▸ **Activity**: Copy every line below that has the word "session" in it.

▸ **Data shown**:
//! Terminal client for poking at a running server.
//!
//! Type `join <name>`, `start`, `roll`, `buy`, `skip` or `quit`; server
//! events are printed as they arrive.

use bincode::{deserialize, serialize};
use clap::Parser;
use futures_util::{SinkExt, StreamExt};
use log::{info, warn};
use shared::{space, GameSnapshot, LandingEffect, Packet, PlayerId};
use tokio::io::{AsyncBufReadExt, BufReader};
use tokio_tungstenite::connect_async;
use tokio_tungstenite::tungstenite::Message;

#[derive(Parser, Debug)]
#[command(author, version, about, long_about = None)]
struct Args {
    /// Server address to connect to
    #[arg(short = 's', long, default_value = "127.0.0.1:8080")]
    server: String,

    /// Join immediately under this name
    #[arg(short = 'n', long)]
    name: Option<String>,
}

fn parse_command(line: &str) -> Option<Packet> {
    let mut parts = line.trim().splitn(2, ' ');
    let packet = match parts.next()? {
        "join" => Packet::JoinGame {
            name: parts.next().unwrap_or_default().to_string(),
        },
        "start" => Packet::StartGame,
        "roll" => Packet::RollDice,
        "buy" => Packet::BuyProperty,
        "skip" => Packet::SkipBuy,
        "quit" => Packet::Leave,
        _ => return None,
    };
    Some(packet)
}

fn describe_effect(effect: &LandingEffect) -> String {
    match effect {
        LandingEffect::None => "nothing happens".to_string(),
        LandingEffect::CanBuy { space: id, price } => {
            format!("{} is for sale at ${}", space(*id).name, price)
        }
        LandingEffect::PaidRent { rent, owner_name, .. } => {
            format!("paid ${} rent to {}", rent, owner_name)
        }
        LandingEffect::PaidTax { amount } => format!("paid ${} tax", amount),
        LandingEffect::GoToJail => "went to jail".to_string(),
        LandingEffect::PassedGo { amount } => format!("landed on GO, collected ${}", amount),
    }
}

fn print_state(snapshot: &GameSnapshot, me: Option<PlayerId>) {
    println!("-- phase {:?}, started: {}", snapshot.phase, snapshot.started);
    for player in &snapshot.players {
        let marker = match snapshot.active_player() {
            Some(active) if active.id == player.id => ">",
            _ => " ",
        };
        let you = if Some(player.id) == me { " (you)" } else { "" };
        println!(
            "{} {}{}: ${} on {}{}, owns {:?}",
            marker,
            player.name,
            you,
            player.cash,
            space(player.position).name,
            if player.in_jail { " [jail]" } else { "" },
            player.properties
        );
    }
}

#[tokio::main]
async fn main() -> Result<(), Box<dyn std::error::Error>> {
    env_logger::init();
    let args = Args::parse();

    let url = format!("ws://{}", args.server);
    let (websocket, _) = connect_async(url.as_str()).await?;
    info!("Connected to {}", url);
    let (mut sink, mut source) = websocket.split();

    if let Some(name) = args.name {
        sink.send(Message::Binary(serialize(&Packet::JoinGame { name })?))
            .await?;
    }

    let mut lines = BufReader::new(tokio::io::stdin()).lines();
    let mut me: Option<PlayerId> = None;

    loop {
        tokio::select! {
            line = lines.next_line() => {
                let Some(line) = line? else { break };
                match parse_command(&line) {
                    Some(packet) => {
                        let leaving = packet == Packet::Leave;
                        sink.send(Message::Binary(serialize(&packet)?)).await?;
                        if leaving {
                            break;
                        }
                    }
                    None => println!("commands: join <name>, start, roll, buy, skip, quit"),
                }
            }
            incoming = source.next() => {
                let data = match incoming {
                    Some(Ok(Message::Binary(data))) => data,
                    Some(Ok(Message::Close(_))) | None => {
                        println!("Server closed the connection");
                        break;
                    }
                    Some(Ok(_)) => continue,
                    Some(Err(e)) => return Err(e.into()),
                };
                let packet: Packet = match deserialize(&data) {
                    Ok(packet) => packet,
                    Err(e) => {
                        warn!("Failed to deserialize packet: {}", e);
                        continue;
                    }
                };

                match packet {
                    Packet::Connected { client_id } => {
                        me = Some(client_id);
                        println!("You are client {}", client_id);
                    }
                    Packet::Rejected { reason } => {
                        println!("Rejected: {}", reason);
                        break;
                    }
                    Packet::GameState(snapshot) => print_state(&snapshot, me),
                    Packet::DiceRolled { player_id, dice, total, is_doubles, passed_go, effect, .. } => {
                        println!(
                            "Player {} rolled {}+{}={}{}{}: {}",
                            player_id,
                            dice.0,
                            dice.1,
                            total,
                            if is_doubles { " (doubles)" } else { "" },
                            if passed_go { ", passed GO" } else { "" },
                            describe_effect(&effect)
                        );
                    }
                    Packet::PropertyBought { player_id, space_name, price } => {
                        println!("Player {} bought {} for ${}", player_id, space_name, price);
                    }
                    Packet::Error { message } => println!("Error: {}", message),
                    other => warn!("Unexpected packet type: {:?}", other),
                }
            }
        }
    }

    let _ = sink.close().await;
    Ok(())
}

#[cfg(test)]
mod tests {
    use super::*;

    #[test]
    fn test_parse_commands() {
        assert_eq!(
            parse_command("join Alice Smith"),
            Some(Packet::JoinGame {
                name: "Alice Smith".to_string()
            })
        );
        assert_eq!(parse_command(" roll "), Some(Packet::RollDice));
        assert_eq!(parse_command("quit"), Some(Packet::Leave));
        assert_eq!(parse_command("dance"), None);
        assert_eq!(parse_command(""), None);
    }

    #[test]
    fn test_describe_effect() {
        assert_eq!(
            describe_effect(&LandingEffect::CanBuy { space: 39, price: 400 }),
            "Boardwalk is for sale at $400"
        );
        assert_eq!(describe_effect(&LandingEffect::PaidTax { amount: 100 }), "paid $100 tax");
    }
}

...

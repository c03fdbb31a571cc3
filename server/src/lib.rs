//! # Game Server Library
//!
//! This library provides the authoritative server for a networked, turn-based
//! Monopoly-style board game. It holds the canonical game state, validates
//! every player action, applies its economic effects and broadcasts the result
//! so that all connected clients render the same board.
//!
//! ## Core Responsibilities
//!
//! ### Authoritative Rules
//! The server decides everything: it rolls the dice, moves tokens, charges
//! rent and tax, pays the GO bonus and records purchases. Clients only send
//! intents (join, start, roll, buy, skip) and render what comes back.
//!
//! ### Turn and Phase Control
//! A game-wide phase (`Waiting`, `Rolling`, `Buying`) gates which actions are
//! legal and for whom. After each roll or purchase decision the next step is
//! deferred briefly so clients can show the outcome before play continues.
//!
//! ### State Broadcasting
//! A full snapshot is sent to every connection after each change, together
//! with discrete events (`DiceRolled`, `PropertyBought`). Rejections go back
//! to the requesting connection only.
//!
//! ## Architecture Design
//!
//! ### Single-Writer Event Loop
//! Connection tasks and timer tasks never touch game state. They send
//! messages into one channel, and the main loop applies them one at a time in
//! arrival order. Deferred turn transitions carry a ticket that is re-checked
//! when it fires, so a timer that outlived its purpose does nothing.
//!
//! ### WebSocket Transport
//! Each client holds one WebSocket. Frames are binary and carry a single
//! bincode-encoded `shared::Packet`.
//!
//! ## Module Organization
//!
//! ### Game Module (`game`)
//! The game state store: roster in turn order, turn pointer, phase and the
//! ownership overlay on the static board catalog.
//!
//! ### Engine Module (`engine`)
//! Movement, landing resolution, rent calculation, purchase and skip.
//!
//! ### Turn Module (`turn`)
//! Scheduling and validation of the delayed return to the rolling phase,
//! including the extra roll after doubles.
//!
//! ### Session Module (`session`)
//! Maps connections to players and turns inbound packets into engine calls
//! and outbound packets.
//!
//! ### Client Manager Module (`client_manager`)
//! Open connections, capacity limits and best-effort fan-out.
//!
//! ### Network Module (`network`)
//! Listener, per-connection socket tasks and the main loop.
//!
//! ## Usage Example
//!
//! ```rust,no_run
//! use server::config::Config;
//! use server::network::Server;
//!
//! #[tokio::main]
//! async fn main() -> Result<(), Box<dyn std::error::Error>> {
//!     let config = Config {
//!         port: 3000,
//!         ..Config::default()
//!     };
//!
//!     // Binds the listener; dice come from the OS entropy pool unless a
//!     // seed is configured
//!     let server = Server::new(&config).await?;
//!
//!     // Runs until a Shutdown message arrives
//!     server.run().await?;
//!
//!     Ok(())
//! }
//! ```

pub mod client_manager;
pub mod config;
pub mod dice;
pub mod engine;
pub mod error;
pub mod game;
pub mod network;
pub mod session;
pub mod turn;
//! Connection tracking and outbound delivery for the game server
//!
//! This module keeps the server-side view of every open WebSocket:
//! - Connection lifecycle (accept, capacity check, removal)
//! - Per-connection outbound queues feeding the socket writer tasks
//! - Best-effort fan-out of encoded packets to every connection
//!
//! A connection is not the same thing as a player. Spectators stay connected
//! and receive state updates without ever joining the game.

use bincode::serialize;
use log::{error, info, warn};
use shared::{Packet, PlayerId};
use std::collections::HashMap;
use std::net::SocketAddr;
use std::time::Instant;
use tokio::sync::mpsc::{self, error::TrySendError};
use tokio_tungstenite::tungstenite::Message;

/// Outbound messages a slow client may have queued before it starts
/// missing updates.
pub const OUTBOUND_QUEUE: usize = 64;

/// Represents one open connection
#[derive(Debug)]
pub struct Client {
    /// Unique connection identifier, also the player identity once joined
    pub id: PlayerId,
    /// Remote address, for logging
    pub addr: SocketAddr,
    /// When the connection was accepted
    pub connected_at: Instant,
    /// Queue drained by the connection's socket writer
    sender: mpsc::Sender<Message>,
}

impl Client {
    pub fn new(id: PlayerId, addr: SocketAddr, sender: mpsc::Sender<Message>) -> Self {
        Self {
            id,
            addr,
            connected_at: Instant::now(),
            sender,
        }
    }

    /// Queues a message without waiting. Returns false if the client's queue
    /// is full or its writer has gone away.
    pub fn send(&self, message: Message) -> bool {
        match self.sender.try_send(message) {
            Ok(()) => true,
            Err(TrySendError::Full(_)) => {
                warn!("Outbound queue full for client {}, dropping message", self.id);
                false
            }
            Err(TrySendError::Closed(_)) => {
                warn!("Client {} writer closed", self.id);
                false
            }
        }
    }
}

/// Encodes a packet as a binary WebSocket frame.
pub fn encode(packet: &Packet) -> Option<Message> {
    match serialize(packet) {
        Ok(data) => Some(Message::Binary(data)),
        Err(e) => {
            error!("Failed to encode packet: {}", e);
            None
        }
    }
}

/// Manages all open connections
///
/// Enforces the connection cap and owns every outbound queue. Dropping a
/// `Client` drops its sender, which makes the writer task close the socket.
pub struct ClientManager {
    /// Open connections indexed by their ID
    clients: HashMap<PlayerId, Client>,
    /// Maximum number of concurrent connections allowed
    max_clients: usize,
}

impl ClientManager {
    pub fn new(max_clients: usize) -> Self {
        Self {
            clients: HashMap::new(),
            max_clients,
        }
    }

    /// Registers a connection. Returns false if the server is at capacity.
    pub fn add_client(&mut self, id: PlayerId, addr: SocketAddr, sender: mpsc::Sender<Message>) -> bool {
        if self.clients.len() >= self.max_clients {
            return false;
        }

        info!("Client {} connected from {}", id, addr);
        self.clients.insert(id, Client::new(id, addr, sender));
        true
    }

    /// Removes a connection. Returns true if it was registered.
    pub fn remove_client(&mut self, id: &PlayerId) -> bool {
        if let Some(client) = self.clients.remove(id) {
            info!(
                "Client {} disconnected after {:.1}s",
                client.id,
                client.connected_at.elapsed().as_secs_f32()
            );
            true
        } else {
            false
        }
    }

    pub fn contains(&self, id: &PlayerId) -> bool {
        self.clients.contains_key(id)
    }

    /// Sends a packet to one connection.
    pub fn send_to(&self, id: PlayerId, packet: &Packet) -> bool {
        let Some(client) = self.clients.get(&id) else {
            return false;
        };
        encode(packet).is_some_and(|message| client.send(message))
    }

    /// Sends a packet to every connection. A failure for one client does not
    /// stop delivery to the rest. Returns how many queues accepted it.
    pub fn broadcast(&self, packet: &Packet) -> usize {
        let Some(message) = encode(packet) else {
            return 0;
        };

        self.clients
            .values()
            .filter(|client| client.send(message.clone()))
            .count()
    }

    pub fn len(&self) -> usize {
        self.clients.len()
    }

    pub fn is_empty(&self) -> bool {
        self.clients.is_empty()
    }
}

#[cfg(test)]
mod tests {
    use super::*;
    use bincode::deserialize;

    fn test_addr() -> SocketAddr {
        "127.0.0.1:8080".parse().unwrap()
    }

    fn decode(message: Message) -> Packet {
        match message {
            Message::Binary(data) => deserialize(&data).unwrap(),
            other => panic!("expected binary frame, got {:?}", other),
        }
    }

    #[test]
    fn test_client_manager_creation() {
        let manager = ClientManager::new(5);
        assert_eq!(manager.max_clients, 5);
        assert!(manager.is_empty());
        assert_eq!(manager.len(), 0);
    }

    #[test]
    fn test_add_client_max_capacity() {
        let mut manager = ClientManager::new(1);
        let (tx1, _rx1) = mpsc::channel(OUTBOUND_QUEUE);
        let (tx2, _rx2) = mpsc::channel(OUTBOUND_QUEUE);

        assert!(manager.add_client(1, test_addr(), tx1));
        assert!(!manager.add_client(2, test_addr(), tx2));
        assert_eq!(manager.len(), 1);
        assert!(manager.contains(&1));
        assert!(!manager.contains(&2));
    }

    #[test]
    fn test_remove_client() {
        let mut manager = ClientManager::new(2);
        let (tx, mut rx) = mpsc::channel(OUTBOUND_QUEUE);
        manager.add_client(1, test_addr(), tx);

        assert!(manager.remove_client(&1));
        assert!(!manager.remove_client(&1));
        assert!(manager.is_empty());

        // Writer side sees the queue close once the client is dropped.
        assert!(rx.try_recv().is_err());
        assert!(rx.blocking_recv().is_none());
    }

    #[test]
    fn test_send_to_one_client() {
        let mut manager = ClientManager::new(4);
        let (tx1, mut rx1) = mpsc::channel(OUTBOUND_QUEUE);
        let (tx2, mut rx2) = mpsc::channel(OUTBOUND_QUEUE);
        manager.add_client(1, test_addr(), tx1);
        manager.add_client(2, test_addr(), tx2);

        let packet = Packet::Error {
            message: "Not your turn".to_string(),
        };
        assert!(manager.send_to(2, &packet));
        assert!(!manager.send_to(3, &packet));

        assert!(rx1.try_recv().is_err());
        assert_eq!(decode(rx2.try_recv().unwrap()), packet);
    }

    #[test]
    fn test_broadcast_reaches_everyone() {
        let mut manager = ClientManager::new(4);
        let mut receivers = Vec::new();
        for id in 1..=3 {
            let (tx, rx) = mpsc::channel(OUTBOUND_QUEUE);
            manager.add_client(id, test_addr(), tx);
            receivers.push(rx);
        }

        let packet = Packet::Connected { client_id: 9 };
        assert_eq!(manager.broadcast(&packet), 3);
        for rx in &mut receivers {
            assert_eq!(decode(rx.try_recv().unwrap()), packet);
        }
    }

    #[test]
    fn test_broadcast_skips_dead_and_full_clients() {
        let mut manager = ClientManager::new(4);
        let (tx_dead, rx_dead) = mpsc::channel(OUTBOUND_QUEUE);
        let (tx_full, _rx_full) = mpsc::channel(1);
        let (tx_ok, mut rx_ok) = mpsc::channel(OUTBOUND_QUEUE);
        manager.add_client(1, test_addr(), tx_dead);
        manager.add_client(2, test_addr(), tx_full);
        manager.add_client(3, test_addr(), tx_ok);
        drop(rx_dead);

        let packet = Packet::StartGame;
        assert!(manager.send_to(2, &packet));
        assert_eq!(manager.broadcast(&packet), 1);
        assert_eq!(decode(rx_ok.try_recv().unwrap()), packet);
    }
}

▸ **Result of this task**:
//! ### Session Module (`session`)
pub mod session;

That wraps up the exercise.